Exercise prompt:
Here are some records. Copy each one exactly.

:: Source data ::

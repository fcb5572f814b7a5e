//! Memory allocation utilities for FFI functions.
//!
//! Strings handed to C are allocated with `malloc` so the caller can release
//! them through the matching free function.

use core::ffi::c_char;
use std::ptr;

// Memory allocation - use libc on native, std::alloc on WASM
#[cfg(not(target_family = "wasm"))]
use libc::{free, malloc};

// Each WASM block starts with an 8-byte header holding its total layout size.
#[cfg(target_family = "wasm")]
const WASM_HEADER: usize = 8;

#[cfg(target_family = "wasm")]
unsafe fn malloc(size: usize) -> *mut core::ffi::c_void {
    use std::alloc::{alloc, Layout};
    let Some(total) = size.checked_add(WASM_HEADER) else {
        return ptr::null_mut();
    };
    let Ok(layout) = Layout::from_size_align(total, 8) else {
        return ptr::null_mut();
    };
    let base = alloc(layout);
    if base.is_null() {
        return ptr::null_mut();
    }
    (base as *mut usize).write(total);
    base.add(WASM_HEADER) as *mut core::ffi::c_void
}

#[cfg(target_family = "wasm")]
unsafe fn free(ptr: *mut core::ffi::c_void) {
    use std::alloc::{dealloc, Layout};
    if ptr.is_null() {
        return;
    }
    let base = (ptr as *mut u8).sub(WASM_HEADER);
    let total = (base as *const usize).read();
    if let Ok(layout) = Layout::from_size_align(total, 8) {
        dealloc(base, layout);
    }
}

/// Allocate and copy a string array.
///
/// # Safety
/// out_array must be a valid pointer.
/// Returns true on success, false on allocation failure.
pub unsafe fn alloc_string_array(strings: &[&str], out_array: *mut *mut *mut c_char) -> bool {
    let n = strings.len();
    if n == 0 {
        *out_array = ptr::null_mut();
        return true;
    }

    let array_ptr = malloc(n * std::mem::size_of::<*mut c_char>()) as *mut *mut c_char;
    if array_ptr.is_null() {
        return false;
    }

    for (i, s) in strings.iter().enumerate() {
        let str_ptr = malloc(s.len() + 1) as *mut c_char;
        if str_ptr.is_null() {
            // Clean up already allocated strings
            free_string_array(array_ptr, i);
            return false;
        }
        ptr::copy_nonoverlapping(s.as_ptr() as *const c_char, str_ptr, s.len());
        *str_ptr.add(s.len()) = 0;
        *array_ptr.add(i) = str_ptr;
    }

    *out_array = array_ptr;
    true
}

/// Free the first `count` strings of an array and the array itself.
///
/// # Safety
/// The array must be null or come from [`alloc_string_array`] with at least
/// `count` initialized entries.
pub unsafe fn free_string_array(array: *mut *mut c_char, count: usize) {
    if array.is_null() {
        return;
    }
    for i in 0..count {
        free_ptr(*array.add(i) as *mut core::ffi::c_void);
    }
    free_ptr(array as *mut core::ffi::c_void);
}

/// Free a C pointer using platform-appropriate free function.
///
/// # Safety
/// ptr must be either null or a valid pointer allocated by malloc.
#[inline]
pub unsafe fn free_ptr(ptr: *mut core::ffi::c_void) {
    if !ptr.is_null() {
        free(ptr);
    }
}
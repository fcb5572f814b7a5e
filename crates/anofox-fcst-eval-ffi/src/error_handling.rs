//! Error reporting shared by the `anofox_eval_*` entry points.
//!
//! Every entry point writes its outcome to an optional `AnofoxError` out
//! parameter: success is written first, then overwritten by the first
//! failure, whether a null argument, an [`EvalError`] or a caught panic.

use crate::types::{AnofoxError, ErrorCode};
use anofox_fcst_eval::EvalError;
use std::panic::{catch_unwind, AssertUnwindSafe};

/// Reset the error output to success. A null `out_error` is ignored.
///
/// # Safety
/// `out_error` must be null or valid for writes.
#[inline]
pub unsafe fn clear_error(out_error: *mut AnofoxError) {
    if let Some(error) = out_error.as_mut() {
        *error = AnofoxError::success();
    }
}

/// Record a failure in the error output. A null `out_error` is ignored.
///
/// # Safety
/// `out_error` must be null or valid for writes.
#[inline]
pub unsafe fn report_error(out_error: *mut AnofoxError, code: ErrorCode, message: &str) {
    if let Some(error) = out_error.as_mut() {
        error.set_error(code, message);
    }
}

/// Clear the error output, then report `NullPointer` if any argument is null.
///
/// Returns `true` when every argument is non-null.
///
/// # Safety
/// `out_error` must be null or valid for writes.
pub unsafe fn require_non_null(
    out_error: *mut AnofoxError,
    args: &[*const core::ffi::c_void],
) -> bool {
    clear_error(out_error);
    match args.iter().position(|p| p.is_null()) {
        Some(index) => {
            report_error(
                out_error,
                ErrorCode::NullPointer,
                &format!("Null pointer argument at position {}", index),
            );
            false
        }
        None => true,
    }
}

/// Run an entry point body, translating its error or panic for C.
///
/// Returns `Some(value)` on success and `None` once the failure has been
/// written to `out_error`.
///
/// # Safety
/// `out_error` must be null or valid for writes.
pub unsafe fn ffi_try<F, T>(out_error: *mut AnofoxError, body: F) -> Option<T>
where
    F: FnOnce() -> Result<T, EvalError>,
{
    clear_error(out_error);

    match catch_unwind(AssertUnwindSafe(body)) {
        Ok(Ok(value)) => Some(value),
        Ok(Err(err)) => {
            report_error(out_error, ErrorCode::from(&err), &err.to_string());
            None
        }
        Err(_) => {
            report_error(out_error, ErrorCode::PanicCaught, "Panic in Rust code");
            None
        }
    }
}

/// [`ffi_try`] for bodies without a result value.
///
/// # Safety
/// `out_error` must be null or valid for writes.
pub unsafe fn ffi_bool<F>(out_error: *mut AnofoxError, body: F) -> bool
where
    F: FnOnce() -> Result<(), EvalError>,
{
    ffi_try(out_error, body).is_some()
}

:::

Response area:
repository fcb5572f814b7a5e
//! Memory allocation utilities for FFI functions.
//!
//! Strings handed to C are allocated with `malloc` so the caller can release
//! them through the matching free function.

use core::ffi::c_char;
use std::ptr;

// Memory allocation - use libc on native, std::alloc on WASM
#[cfg(not(target_family = "wasm"))]
use libc::{free, malloc};

// Each WASM block starts with an 8-byte header holding its total layout size.
#[cfg(target_family = "wasm")]
const WASM_HEADER: usize = 8;

#[cfg(target_family = "wasm")]
unsafe fn malloc(size: usize) -> *mut core::ffi::c_void {
    use std::alloc::{alloc, Layout};
    let Some(total) = size.checked_add(WASM_HEADER) else {
        return ptr::null_mut();
    };
    let Ok(layout) = Layout::from_size_align(total, 8) else {
        return ptr::null_mut();
    };
    let base = alloc(layout);
    if base.is_null() {
        return ptr::null_mut();
    }
    (base as *mut usize).write(total);
    base.add(WASM_HEADER) as *mut core::ffi::c_void
}

#[cfg(target_family = "wasm")]
unsafe fn free(ptr: *mut core::ffi::c_void) {
    use std::alloc::{dealloc, Layout};
    if ptr.is_null() {
        return;
    }
    let base = (ptr as *mut u8).sub(WASM_HEADER);
    let total = (base as *const usize).read();
    if let Ok(layout) = Layout::from_size_align(total, 8) {
        dealloc(base, layout);
    }
}

/// Allocate and copy a string array.
///
/// # Safety
/// out_array must be a valid pointer.
/// Returns true on success, false on allocation failure.
pub unsafe fn alloc_string_array(strings: &[&str], out_array: *mut *mut *mut c_char) -> bool {
    let n = strings.len();
    if n == 0 {
        *out_array = ptr::null_mut();
        return true;
    }

    let array_ptr = malloc(n * std::mem::size_of::<*mut c_char>()) as *mut *mut c_char;
    if array_ptr.is_null() {
        return false;
    }

    for (i, s) in strings.iter().enumerate() {
        let str_ptr = malloc(s.len() + 1) as *mut c_char;
        if str_ptr.is_null() {
            // Clean up already allocated strings
            free_string_array(array_ptr, i);
            return false;
        }
        ptr::copy_nonoverlapping(s.as_ptr() as *const c_char, str_ptr, s.len());
        *str_ptr.add(s.len()) = 0;
        *array_ptr.add(i) = str_ptr;
    }

    *out_array = array_ptr;
    true
}

/// Free the first `count` strings of an array and the array itself.
///
/// # Safety
/// The array must be null or come from [`alloc_string_array`] with at least
/// `count` initialized entries.
pub unsafe fn free_string_array(array: *mut *mut c_char, count: usize) {
    if array.is_null() {
        return;
    }
    for i in 0..count {
        free_ptr(*array.add(i) as *mut core::ffi::c_void);
    }
    free_ptr(array as *mut core::ffi::c_void);
}

/// Free a C pointer using platform-appropriate free function.
///
/// # Safety
/// ptr must be either null or a valid pointer allocated by malloc.
#[inline]
pub unsafe fn free_ptr(ptr: *mut core::ffi::c_void) {
    if !ptr.is_null() {
        free(ptr);
    }
}
repository fcb5572f814b7a5e
filename crates/anofox-fcst-eval-ffi/src/error_handling.rs
//! Error reporting shared by the `anofox_eval_*` entry points.
//!
//! Every entry point writes its outcome to an optional `AnofoxError` out
//! parameter: success is written first, then overwritten by the first
//! failure, whether a null argument, an [`EvalError`] or a caught panic.

use crate::types::{AnofoxError, ErrorCode};
use anofox_fcst_eval::EvalError;
use std::panic::{catch_unwind, AssertUnwindSafe};

/// Reset the error output to success. A null `out_error` is ignored.
///
/// # Safety
/// `out_error` must be null or valid for writes.
#[inline]
pub unsafe fn clear_error(out_error: *mut AnofoxError) {
    if let Some(error) = out_error.as_mut() {
        *error = AnofoxError::success();
    }
}

/// Record a failure in the error output. A null `out_error` is ignored.
///
/// # Safety
/// `out_error` must be null or valid for writes.
#[inline]
pub unsafe fn report_error(out_error: *mut AnofoxError, code: ErrorCode, message: &str) {
    if let Some(error) = out_error.as_mut() {
        error.set_error(code, message);
    }
}

/// Clear the error output, then report `NullPointer` if any argument is null.
///
/// Returns `true` when every argument is non-null.
///
/// # Safety
/// `out_error` must be null or valid for writes.
pub unsafe fn require_non_null(
    out_error: *mut AnofoxError,
    args: &[*const core::ffi::c_void],
) -> bool {
    clear_error(out_error);
    match args.iter().position(|p| p.is_null()) {
        Some(index) => {
            report_error(
                out_error,
                ErrorCode::NullPointer,
                &format!("Null pointer argument at position {}", index),
            );
            false
        }
        None => true,
    }
}

/// Run an entry point body, translating its error or panic for C.
///
/// Returns `Some(value)` on success and `None` once the failure has been
/// written to `out_error`.
///
/// # Safety
/// `out_error` must be null or valid for writes.
pub unsafe fn ffi_try<F, T>(out_error: *mut AnofoxError, body: F) -> Option<T>
where
    F: FnOnce() -> Result<T, EvalError>,
{
    clear_error(out_error);

    match catch_unwind(AssertUnwindSafe(body)) {
        Ok(Ok(value)) => Some(value),
        Ok(Err(err)) => {
            report_error(out_error, ErrorCode::from(&err), &err.to_string());
            None
        }
        Err(_) => {
            report_error(out_error, ErrorCode::PanicCaught, "Panic in Rust code");
            None
        }
    }
}

/// [`ffi_try`] for bodies without a result value.
///
/// # Safety
/// `out_error` must be null or valid for writes.
pub unsafe fn ffi_bool<F>(out_error: *mut AnofoxError, body: F) -> bool
where
    F: FnOnce() -> Result<(), EvalError>,
{
    ffi_try(out_error, body).is_some()
}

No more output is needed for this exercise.